One Woman’s Losing Battle With Cilantro

Health & Wellness

June 26, 2018

The seemingly innocent, fresh, green garnish called cilantro has split a nation. Some people say it tastes delightful. Others say it tastes just like soap. Believe it or not, neither group is crazy. Both cilantro and soap have something very important in common.

Leslie Bailey was 9 years old when she saw a bunch of parsley sitting on the kitchen counter. She loved parsley.

“So I grabbed a handful and shoved it in my mouth only to taste the most awful soap taste I could imagine,” says Bailey. “Yes, I have sadly had a very long battle with cilantro.”

Jared Cross just celebrated his 39th birthday. His dish of choice – pulled chicken tacos doused with cilantro.

“Love cilantro,” says Cross, who considers himself a pretty good chef. “No soap here.”

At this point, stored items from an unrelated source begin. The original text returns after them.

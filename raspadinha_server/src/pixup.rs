//! Thin relay to the Pix Up provider plus its webhook receiver.
//!
//! None of this touches the game state: deposits are credited by the simulated
//! flow in `game::route_deposit` regardless of what the provider reports.

use crate::error::{AppError, AppResult};
use crate::AppState;
use axum::{extract::State, http::StatusCode, Json};
use axum_extra::{headers::Host, TypedHeader};
use raspadinha_shared::{
    value_number, value_text, ApiError, PixChargeRequest, QrCodeRequest, WebhookAck,
    WebhookEnvelope, WebhookEvent,
};
use serde_json::Value;
use sqlx::SqlitePool;
use std::sync::Arc;
use tracing::{error, info};

type Passthrough = (StatusCode, Json<Value>);

fn status_of(res: &reqwest::Response) -> StatusCode {
    StatusCode::from_u16(res.status().as_u16()).unwrap_or(StatusCode::BAD_GATEWAY)
}

async fn json_body(res: reqwest::Response) -> AppResult<Value> {
    let text = res.text().await?;
    Ok(serde_json::from_str(&text).unwrap_or(Value::String(text)))
}

/// Fetches an OAuth token with the configured client credentials.
async fn fetch_token(state: &AppState) -> AppResult<(StatusCode, Value)> {
    let cfg = &state.config.pixup;
    let (Some(api_url), Some(id), Some(secret)) = (&cfg.api_url, &cfg.client_id, &cfg.client_secret)
    else {
        return Err(ApiError::Misconfigured("Configuração Pix Up incompleta".into()).into());
    };
    let res = state
        .http
        .post(format!("{api_url}/oauth/token"))
        .basic_auth(id, Some(secret))
        .header("Content-Type", "application/json")
        .send()
        .await?;
    let status = status_of(&res);
    Ok((status, json_body(res).await?))
}

pub async fn route_token(State(state): State<Arc<AppState>>) -> AppResult<Passthrough> {
    let (status, body) = fetch_token(&state).await?;
    Ok((status, Json(body)))
}

fn base_url(state: &AppState, host: Option<TypedHeader<Host>>) -> String {
    if let Some(url) = &state.config.pixup.public_base_url {
        return url.clone();
    }
    match host {
        Some(TypedHeader(host)) => match host.port() {
            Some(port) => format!("https://{}:{}", host.hostname(), port),
            None => format!("https://{}", host.hostname()),
        },
        None => format!("http://{}", state.config.bind),
    }
}

fn as_amount(v: &Value) -> Option<f64> {
    value_number(v).filter(|a| *a > 0.0)
}

pub async fn route_qrcode(
    State(state): State<Arc<AppState>>,
    host: Option<TypedHeader<Host>>,
    Json(req): Json<QrCodeRequest>,
) -> AppResult<Passthrough> {
    let amount = req.amount.as_ref().and_then(as_amount);
    let external_id = req.external_id.as_ref().and_then(value_text);
    let (Some(amount), Some(external_id)) = (amount, external_id) else {
        return Err(ApiError::BadRequest("amount e external_id são obrigatórios".into()).into());
    };

    let (_, token) = fetch_token(&state).await?;
    let Some(access_token) = token
        .get("access_token")
        .and_then(Value::as_str)
        .map(str::to_owned)
    else {
        return Err(ApiError::Upstream {
            status: 400,
            message: "Falha ao gerar token Pix Up".into(),
            body: Some(token),
        }
        .into());
    };

    let base = base_url(&state, host);
    let charge = PixChargeRequest {
        amount,
        payer_question: format!("Pagamento do pedido #{external_id}"),
        external_id,
        payer: state.config.pixup.payer.clone(),
        postback_url: format!("{base}/api/pixup/webhook"),
    };
    // fetch_token already checked the configuration
    let api_url = state.config.pixup.api_url.as_deref().unwrap_or_default();
    let res = state
        .http
        .post(format!("{api_url}/pix/qrcode"))
        .bearer_auth(access_token)
        .json(&charge)
        .send()
        .await?;
    let status = status_of(&res);
    info!(external_id = %charge.external_id, %status, "pix qrcode requested");
    Ok((status, Json(json_body(res).await?)))
}

async fn log_webhook(db: &SqlitePool, event: &WebhookEvent, payload: &Value) -> Result<(), sqlx::Error> {
    sqlx::query(
        "INSERT INTO pix_webhooks (ts, status, transaction_id, external_id, amount, payload_json) VALUES (?, ?, ?, ?, ?, ?)",
    )
    .bind(chrono::Utc::now().to_rfc3339())
    .bind(&event.status)
    .bind(&event.transaction_id)
    .bind(&event.external_id)
    .bind(event.amount)
    .bind(payload.to_string())
    .execute(db)
    .await?;
    Ok(())
}

pub async fn route_webhook(
    State(state): State<Arc<AppState>>,
    Json(body): Json<Value>,
) -> AppResult<Json<WebhookAck>> {
    let payload = body.get("requestBody").cloned().unwrap_or(Value::Null);
    let event = serde_json::from_value::<WebhookEnvelope>(body)
        .ok()
        .and_then(|e| e.request_body)
        .unwrap_or_default();
    info!(payload = %payload, "pix webhook received");

    if event.is_paid() {
        info!(
            transaction = ?event.transaction_id,
            external_id = ?event.external_id,
            amount = ?event.amount,
            approved_at = ?event.date_approval,
            payer = ?event.credit_party,
            "payment confirmed"
        );
    }

    if let Err(e) = log_webhook(&state.db, &event, &payload).await {
        error!(error = %e, "failed to store pix webhook");
    }
    Ok(Json(WebhookAck { received: true }))
}

pub async fn method_not_allowed() -> AppError {
    AppError(ApiError::MethodNotAllowed)
}
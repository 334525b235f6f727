use axum::http::StatusCode;
use axum::response::{IntoResponse, Response};
use axum::Json;
use raspadinha_core::GameError;
use raspadinha_shared::ApiError;
use tracing::error;

/// `ApiError` rendered as `{"error": ...}` with its status code.
#[derive(Debug)]
pub struct AppError(pub ApiError);

impl IntoResponse for AppError {
    fn into_response(self) -> Response {
        let status =
            StatusCode::from_u16(self.0.status_code()).unwrap_or(StatusCode::INTERNAL_SERVER_ERROR);
        (status, Json(self.0.body())).into_response()
    }
}

impl From<ApiError> for AppError {
    fn from(e: ApiError) -> Self {
        AppError(e)
    }
}

impl From<GameError> for AppError {
    fn from(e: GameError) -> Self {
        if let GameError::Persistence(inner) = &e {
            error!(error = %inner, "failed to persist game state");
        }
        AppError(e.into())
    }
}

impl From<reqwest::Error> for AppError {
    fn from(e: reqwest::Error) -> Self {
        error!(error = %e, "pix provider request failed");
        AppError(ApiError::Upstream {
            status: 500,
            message: e.to_string(),
            body: None,
        })
    }
}

pub type AppResult<T> = Result<T, AppError>;
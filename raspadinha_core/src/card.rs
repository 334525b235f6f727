use crate::{
    error::{GameError, GameResult},
    money::Money,
    outcome::{PrizeType, CARD_COST},
    rng::RandomSource,
    symbols::{Symbol, GRID_SIZE, GRID_WIDTH, WINNING_LINE, WIN_PATTERNS},
};
use serde::{Deserialize, Serialize};
use tracing::warn;

/// Draws per cell before falling back to the first symbol that keeps the card losing.
pub const MAX_DRAWS_PER_CELL: usize = 64;

#[derive(Debug, Clone, Copy, Serialize, Deserialize, PartialEq, Eq)]
pub struct Position {
    pub x: u8,
    pub y: u8,
}

#[derive(Debug, Clone, Copy, Serialize, Deserialize, PartialEq, Eq)]
pub struct ScratchBlock {
    pub id: u8,
    pub symbol: Symbol,
    pub position: Position,
}

impl ScratchBlock {
    pub fn new(id: u8, symbol: Symbol) -> Self {
        let w = GRID_WIDTH as u8;
        Self {
            id,
            symbol,
            position: Position { x: id % w, y: id / w },
        }
    }
}

#[derive(Debug, Clone, Serialize, Deserialize, PartialEq)]
#[serde(rename_all = "camelCase")]
pub struct ScratchCard {
    pub id: String,
    pub cost: Money,
    pub grid: Vec<ScratchBlock>,
    pub is_completed: bool,
    pub has_won: bool,
    #[serde(default, skip_serializing_if = "Option::is_none")]
    pub prize_amount: Option<Money>,
    #[serde(default, skip_serializing_if = "Option::is_none")]
    pub prize_type: Option<PrizeType>,
    #[serde(default)]
    pub revealed: [bool; GRID_SIZE],
}

impl ScratchCard {
    fn from_symbols(symbols: [Symbol; GRID_SIZE]) -> Self {
        let grid = symbols
            .iter()
            .enumerate()
            .map(|(i, s)| ScratchBlock::new(i as u8, *s))
            .collect();
        Self {
            id: format!("card_{}", uuid::Uuid::new_v4().simple()),
            cost: CARD_COST,
            grid,
            is_completed: false,
            has_won: false,
            prize_amount: None,
            prize_type: None,
            revealed: [false; GRID_SIZE],
        }
    }

    pub fn symbol_at(&self, id: u8) -> Option<Symbol> {
        self.grid.get(id as usize).map(|b| b.symbol)
    }

    /// First pattern showing three identical symbols, ignoring what has been revealed.
    pub fn winning_line(&self) -> Option<[u8; 3]> {
        WIN_PATTERNS.iter().copied().find(|p| self.line_matches(p))
    }

    fn line_matches(&self, pattern: &[u8; 3]) -> bool {
        let mut symbols = pattern.iter().map(|&i| self.symbol_at(i));
        match symbols.next().flatten() {
            Some(first) => symbols.all(|s| s == Some(first)),
            None => false,
        }
    }

    /// Scratches one block. Returns the winning line once all of its cells are revealed.
    pub fn reveal(&mut self, id: u8) -> GameResult<Option<[u8; 3]>> {
        let slot = self
            .revealed
            .get_mut(id as usize)
            .ok_or(GameError::InvalidBlock(id))?;
        *slot = true;
        Ok(self.revealed_winning_line())
    }

    pub fn revealed_winning_line(&self) -> Option<[u8; 3]> {
        if !self.has_won {
            return None;
        }
        WIN_PATTERNS.iter().copied().find(|p| {
            p.iter().all(|&i| self.revealed[i as usize]) && self.line_matches(p)
        })
    }

    pub fn reveal_all(&mut self) {
        self.revealed = [true; GRID_SIZE];
    }

    pub fn is_fully_revealed(&self) -> bool {
        self.revealed.iter().all(|r| *r)
    }
}

pub fn generate_winning_card<R: RandomSource + ?Sized>(
    prize_amount: Money,
    prize_type: PrizeType,
    rng: &mut R,
) -> ScratchCard {
    let winning = Symbol::ALL[rng.pick(Symbol::ALL.len())];
    let mut symbols = [winning; GRID_SIZE];
    for (i, slot) in symbols.iter_mut().enumerate() {
        if !WINNING_LINE.contains(&(i as u8)) {
            *slot = Symbol::ALL[rng.pick(Symbol::ALL.len())];
        }
    }
    let mut card = ScratchCard::from_symbols(symbols);
    card.has_won = true;
    card.prize_amount = Some(prize_type.fixed_value().unwrap_or(prize_amount));
    card.prize_type = Some(prize_type);
    card
}

pub fn generate_losing_card<R: RandomSource + ?Sized>(rng: &mut R) -> ScratchCard {
    let mut grid: [Option<Symbol>; GRID_SIZE] = [None; GRID_SIZE];
    for cell in 0..GRID_SIZE {
        grid[cell] = Some(draw_non_winning(&grid, cell, rng));
    }
    let symbols = grid.map(|s| s.unwrap_or(Symbol::ALL[0]));
    ScratchCard::from_symbols(symbols)
}

fn draw_non_winning<R: RandomSource + ?Sized>(
    grid: &[Option<Symbol>; GRID_SIZE],
    cell: usize,
    rng: &mut R,
) -> Symbol {
    for _ in 0..MAX_DRAWS_PER_CELL {
        let candidate = Symbol::ALL[rng.pick(Symbol::ALL.len())];
        if !completes_line(grid, cell, candidate) {
            return candidate;
        }
    }
    // At most four lines cross a cell, so at least five symbols stay available.
    warn!(cell, "random draws exhausted, using deterministic fill");
    Symbol::ALL
        .into_iter()
        .find(|s| !completes_line(grid, cell, *s))
        .unwrap_or(Symbol::ALL[0])
}

/// Whether placing `symbol` at `cell` completes any line with three identical symbols.
pub fn completes_line(grid: &[Option<Symbol>; GRID_SIZE], cell: usize, symbol: Symbol) -> bool {
    WIN_PATTERNS
        .iter()
        .filter(|p| p.contains(&(cell as u8)))
        .any(|p| {
            p.iter()
                .filter(|&&i| i as usize != cell)
                .all(|&i| grid[i as usize] == Some(symbol))
        })
}
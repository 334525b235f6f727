use axum::{
    routing::{get, post},
    Router,
};
use raspadinha_core::{EntropySource, FileStore, GameStore, RoundController};
use raspadinha_shared::ApiError;
use sqlx::{sqlite::SqlitePoolOptions, SqlitePool};
use std::sync::{Arc, Mutex, MutexGuard};
use tower_http::cors::{Any, CorsLayer};
use tracing::{error, info};
use tracing_subscriber::EnvFilter;

mod config;
mod error;
mod game;
mod pixup;

use config::ServerConfig;
use error::AppError;

pub type Game = RoundController<Box<dyn GameStore + Send>, EntropySource>;

pub struct AppState {
    game: Mutex<Game>,
    db: SqlitePool,
    http: reqwest::Client,
    config: ServerConfig,
}

impl AppState {
    pub fn new(game: Game, db: SqlitePool, config: ServerConfig) -> Self {
        Self {
            game: Mutex::new(game),
            db,
            http: reqwest::Client::new(),
            config,
        }
    }

    /// The single game state; never held across an await.
    pub fn game(&self) -> Result<MutexGuard<'_, Game>, AppError> {
        self.game.lock().map_err(|_| {
            error!("game state lock poisoned");
            AppError(ApiError::Internal)
        })
    }
}

async fn init_db(db: &SqlitePool) -> anyhow::Result<()> {
    sqlx::migrate!("./migrations").run(db).await?;
    Ok(())
}

fn router(state: Arc<AppState>) -> Router {
    Router::new()
        .route("/state", get(game::route_state))
        .route("/chance", get(game::route_chance))
        .route("/rounds", post(game::route_start_round))
        .route("/rounds/current/reveal", post(game::route_reveal))
        .route("/rounds/current/complete", post(game::route_complete_round))
        .route("/deposits", post(game::route_deposit))
        .route("/prizes/iphone/acknowledge", post(game::route_acknowledge_iphone))
        .route("/kyc/step1", post(game::route_kyc_step1))
        .route("/kyc/step2", post(game::route_kyc_step2))
        .route(
            "/api/pixup/token",
            post(pixup::route_token).fallback(pixup::method_not_allowed),
        )
        .route(
            "/api/pixup/qrcode",
            post(pixup::route_qrcode).fallback(pixup::method_not_allowed),
        )
        .route(
            "/api/pixup/webhook",
            post(pixup::route_webhook).fallback(pixup::method_not_allowed),
        )
        .with_state(state)
        .layer(
            CorsLayer::new()
                .allow_origin(Any)
                .allow_methods(Any)
                .allow_headers(Any),
        )
}

#[tokio::main]
async fn main() -> anyhow::Result<()> {
    tracing_subscriber::fmt()
        .with_env_filter(EnvFilter::try_from_default_env().unwrap_or_else(|_| "info".into()))
        .init();
    let config = ServerConfig::from_env();

    let db = SqlitePoolOptions::new()
        .max_connections(5)
        .connect(&config.database_url)
        .await?;
    init_db(&db).await?;

    let store: Box<dyn GameStore + Send> = Box::new(FileStore::new(&config.state_dir));
    let game = RoundController::open(store, EntropySource::new());
    info!(
        balance = %game.state().balance,
        rounds = game.state().scratch_cards_used,
        state_dir = %config.state_dir.display(),
        "game state ready"
    );

    let addr = config.bind.clone();
    let state = Arc::new(AppState::new(game, db, config));
    let app = router(state);

    let listener = tokio::net::TcpListener::bind(&addr).await?;
    info!("listening on {addr}");
    axum::serve(listener, app).await?;
    Ok(())
}

#[cfg(test)]
mod tests {
    use super::*;
    use crate::config::PixupConfig;
    use axum::body::{to_bytes, Body};
    use axum::http::{Method, Request, StatusCode};
    use raspadinha_core::{GameState, MemoryStore, Money};
    use raspadinha_shared::Payer;
    use serde_json::{json, Value};
    use std::time::Duration;
    use tower::ServiceExt;

    fn test_config(payment_delay: Duration) -> ServerConfig {
        ServerConfig {
            bind: "127.0.0.1:0".into(),
            database_url: "sqlite::memory:".into(),
            state_dir: ".".into(),
            payment_delay,
            pixup: PixupConfig {
                api_url: None,
                client_id: None,
                client_secret: None,
                public_base_url: None,
                payer: Payer {
                    name: String::new(),
                    email: String::new(),
                    document: String::new(),
                },
            },
        }
    }

    async fn test_state(balance: Money) -> Arc<AppState> {
        let db = SqlitePoolOptions::new()
            .max_connections(1)
            .connect("sqlite::memory:")
            .await
            .unwrap();
        init_db(&db).await.unwrap();
        let store = MemoryStore::new();
        store.save(&GameState::with_balance(balance)).unwrap();
        let store: Box<dyn GameStore + Send> = Box::new(store);
        let game = RoundController::open(store, EntropySource::seeded(7));
        Arc::new(AppState::new(game, db, test_config(Duration::ZERO)))
    }

    async fn call(state: &Arc<AppState>, method: Method, uri: &str, body: Option<Value>) -> (StatusCode, Value) {
        let mut req = Request::builder().method(method).uri(uri);
        let body = match body {
            Some(v) => {
                req = req.header("content-type", "application/json");
                Body::from(v.to_string())
            }
            None => Body::empty(),
        };
        let res = router(state.clone())
            .oneshot(req.body(body).unwrap())
            .await
            .unwrap();
        let status = res.status();
        let bytes = to_bytes(res.into_body(), usize::MAX).await.unwrap();
        let value = serde_json::from_slice(&bytes).unwrap_or(Value::Null);
        (status, value)
    }

    #[tokio::test]
    async fn broke_player_gets_payment_required() {
        let state = test_state(Money::from_reais(4)).await;
        let (status, body) = call(&state, Method::POST, "/rounds", None).await;
        assert_eq!(status, StatusCode::PAYMENT_REQUIRED);
        assert!(body["error"].as_str().unwrap().contains("insufficient balance"));
        let (_, body) = call(&state, Method::GET, "/state", None).await;
        assert_eq!(body["state"]["balance"], json!(4.0));
        assert_eq!(body["state"]["scratchCardsUsed"], json!(0));
        assert_eq!(body["nextRoundChance"], json!(25));
    }

    #[tokio::test]
    async fn full_round_over_http() {
        let state = test_state(Money::from_reais(10)).await;
        let (status, body) = call(&state, Method::POST, "/rounds", None).await;
        assert_eq!(status, StatusCode::OK);
        assert_eq!(body["state"]["balance"], json!(5.1));
        assert_eq!(body["card"]["hasWon"], json!(false));

        let (status, _) = call(&state, Method::POST, "/rounds", None).await;
        assert_eq!(status, StatusCode::CONFLICT);

        let (status, body) = call(&state, Method::POST, "/rounds/current/reveal", Some(json!({"block": 4}))).await;
        assert_eq!(status, StatusCode::OK);
        assert_eq!(body["winningLine"], Value::Null);

        let (status, body) = call(&state, Method::POST, "/rounds/current/complete", None).await;
        assert_eq!(status, StatusCode::OK);
        assert_eq!(body["card"]["isCompleted"], json!(true));

        let (status, _) = call(&state, Method::POST, "/rounds/current/complete", None).await;
        assert_eq!(status, StatusCode::CONFLICT);
    }

    #[tokio::test]
    async fn deposit_is_credited_after_delay() {
        let state = test_state(Money::ZERO).await;
        let (status, _) = call(&state, Method::POST, "/deposits", Some(json!({"amount": 10}))).await;
        assert_eq!(status, StatusCode::BAD_REQUEST);

        let (status, body) = call(&state, Method::POST, "/deposits", Some(json!({"amount": 25.5}))).await;
        assert_eq!(status, StatusCode::OK);
        assert!(body["pix"]["transactionId"].as_str().unwrap().starts_with("TXN"));

        let mut credited = false;
        for _ in 0..50 {
            tokio::time::sleep(Duration::from_millis(10)).await;
            if state.game().unwrap().state().balance == Money::from_cents(2550) {
                credited = true;
                break;
            }
        }
        assert!(credited);
    }

    #[tokio::test]
    async fn kyc_checks_format() {
        let state = test_state(Money::ZERO).await;
        let bad = json!({"cpf": "123", "fullName": "Ana Souza", "birthDate": "01/01/1990"});
        let (status, _) = call(&state, Method::POST, "/kyc/step1", Some(bad)).await;
        assert_eq!(status, StatusCode::BAD_REQUEST);

        let good = json!({"cpf": "529.982.247-25", "fullName": "Ana Souza", "birthDate": "01/01/1990"});
        let (status, body) = call(&state, Method::POST, "/kyc/step1", Some(good)).await;
        assert_eq!(status, StatusCode::OK);
        assert_eq!(body["kycStep1Complete"], json!(true));
        assert_eq!(body["kycData"]["fullName"], json!("Ana Souza"));

        let (_, body) = call(&state, Method::POST, "/kyc/step2", None).await;
        assert_eq!(body["kycVerified"], json!(true));
    }

    #[tokio::test]
    async fn iphone_acknowledge_without_win_conflicts() {
        let state = test_state(Money::ZERO).await;
        let (status, _) = call(&state, Method::POST, "/prizes/iphone/acknowledge", None).await;
        assert_eq!(status, StatusCode::CONFLICT);
    }

    #[tokio::test]
    async fn webhook_is_acknowledged_and_logged() {
        let state = test_state(Money::ZERO).await;
        let event = json!({"requestBody": {"status": "PAID", "transactionId": "t-1", "external_id": "42", "amount": 30.0}});
        let (status, body) = call(&state, Method::POST, "/api/pixup/webhook", Some(event)).await;
        assert_eq!(status, StatusCode::OK);
        assert_eq!(body, json!({"received": true}));

        let (count,): (i64,) = sqlx::query_as("SELECT COUNT(*) FROM pix_webhooks WHERE status = 'PAID'")
            .fetch_one(&state.db)
            .await
            .unwrap();
        assert_eq!(count, 1);
        assert_eq!(state.game().unwrap().state().balance, Money::ZERO);
    }

    #[tokio::test]
    async fn pixup_relay_guards() {
        let state = test_state(Money::ZERO).await;
        let (status, body) = call(&state, Method::GET, "/api/pixup/token", None).await;
        assert_eq!(status, StatusCode::METHOD_NOT_ALLOWED);
        assert_eq!(body["error"], json!("Method not allowed"));

        let (status, body) = call(&state, Method::POST, "/api/pixup/token", None).await;
        assert_eq!(status, StatusCode::INTERNAL_SERVER_ERROR);
        assert_eq!(body["error"], json!("Configuração Pix Up incompleta"));

        let (status, body) = call(&state, Method::POST, "/api/pixup/qrcode", Some(json!({"amount": 20}))).await;
        assert_eq!(status, StatusCode::BAD_REQUEST);
        assert_eq!(body["error"], json!("amount e external_id são obrigatórios"));
    }

    #[tokio::test]
    async fn webhook_with_numeric_ids_is_logged_as_paid() {
        let state = test_state(Money::ZERO).await;
        let event = json!({"requestBody": {"status": "PAID", "transactionId": 77, "external_id": 42, "amount": "30.00"}});
        let (status, body) = call(&state, Method::POST, "/api/pixup/webhook", Some(event)).await;
        assert_eq!(status, StatusCode::OK);
        assert_eq!(body, json!({"received": true}));

        let (status, external_id, amount): (Option<String>, Option<String>, Option<f64>) =
            sqlx::query_as("SELECT status, external_id, amount FROM pix_webhooks")
                .fetch_one(&state.db)
                .await
                .unwrap();
        assert_eq!(status.as_deref(), Some("PAID"));
        assert_eq!(external_id.as_deref(), Some("42"));
        assert_eq!(amount, Some(30.0));
    }

    #[tokio::test]
    async fn webhook_is_acknowledged_when_log_fails() {
        let state = test_state(Money::ZERO).await;
        sqlx::query("DROP TABLE pix_webhooks")
            .execute(&state.db)
            .await
            .unwrap();
        let event = json!({"requestBody": {"status": "PAID", "external_id": "9"}});
        let (status, body) = call(&state, Method::POST, "/api/pixup/webhook", Some(event)).await;
        assert_eq!(status, StatusCode::OK);
        assert_eq!(body, json!({"received": true}));
    }
}
use crate::money::Money;

#[derive(thiserror::Error, Debug)]
pub enum StoreError {
    #[error("storage io: {0}")]
    Io(#[from] std::io::Error),
    #[error("serialize game state: {0}")]
    Serialize(#[from] serde_json::Error),
    #[error("storage slot poisoned")]
    Poisoned,
}

#[derive(thiserror::Error, Debug)]
pub enum GameError {
    #[error("insufficient balance: have {balance}, card costs {cost}")]
    InsufficientBalance { balance: Money, cost: Money },
    #[error("a scratch card is already in progress")]
    RoundInProgress,
    #[error("no scratch card in progress")]
    NoRoundInProgress,
    #[error("block {0} is outside the 3x3 grid")]
    InvalidBlock(u8),
    #[error("deposit of {amount} is below the minimum of {minimum}")]
    DepositTooSmall { amount: Money, minimum: Money },
    #[error("round counter exhausted after {0} cards")]
    RoundLimit(u32),
    #[error("no unacknowledged iPhone win")]
    NoPendingIphone,
    #[error("persist game state: {0}")]
    Persistence(#[from] StoreError),
}

pub type GameResult<T> = Result<T, GameError>;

Much like the phenomenon of Yanny or Laurel – that viral audio clip that divided the ears of the nation -- the planet’s taste buds are also split on the taste of cilantro.

And it’s a l0ve-hate split with, seemingly, no middle ground.

Love equals a fresh, green perfect accent to dishes like stir fry, salad dressings, smothered chicken, rice and grilled halibut.

Hate means food ruined by the shavings of something that tastes like a bar of cleanser.

So, how can the exact same flavorful garnish taste so completely different to two people?

Turns out similar components, called aldehydes, are found in both cilantro and soaps, says Jonathan Ting, M.D., chief of otolaryngology at IU Health Methodist Hospital.

And for some people, their genetic makeup allows them to pick up that taste in cilantro. For others, it’s like it doesn’t even exist.

“Cilantro tastes like soap to some people because of a variation in some genes that are involved with smell and taste,” Dr. Ting says, adding with a smile “cilantro tastes pretty good to me.”

As for Bailey, after that childhood kitchen encounter, she could detect the smallest traces of cilantro no matter what the dish – even in a bit of salsa.

She was so adamant about her distaste that a server at an Indian restaurant would tease Bailey that he had put extra cilantro in her meal.

Of late, though, Bailey’s cilantro hatred has softened, ever so slightly. She has been able to eat food that has a tiny bit of the flavor.

Still, when people who love cilantro describe it, Bailey said she imagines it tastes to them what parsley tastes like to her.

“Nice and fresh,” she says. “I truly wish I liked it because it is in all of my favorite foods.”

-- By Dana Benbow, Senior Journalist at IU Health.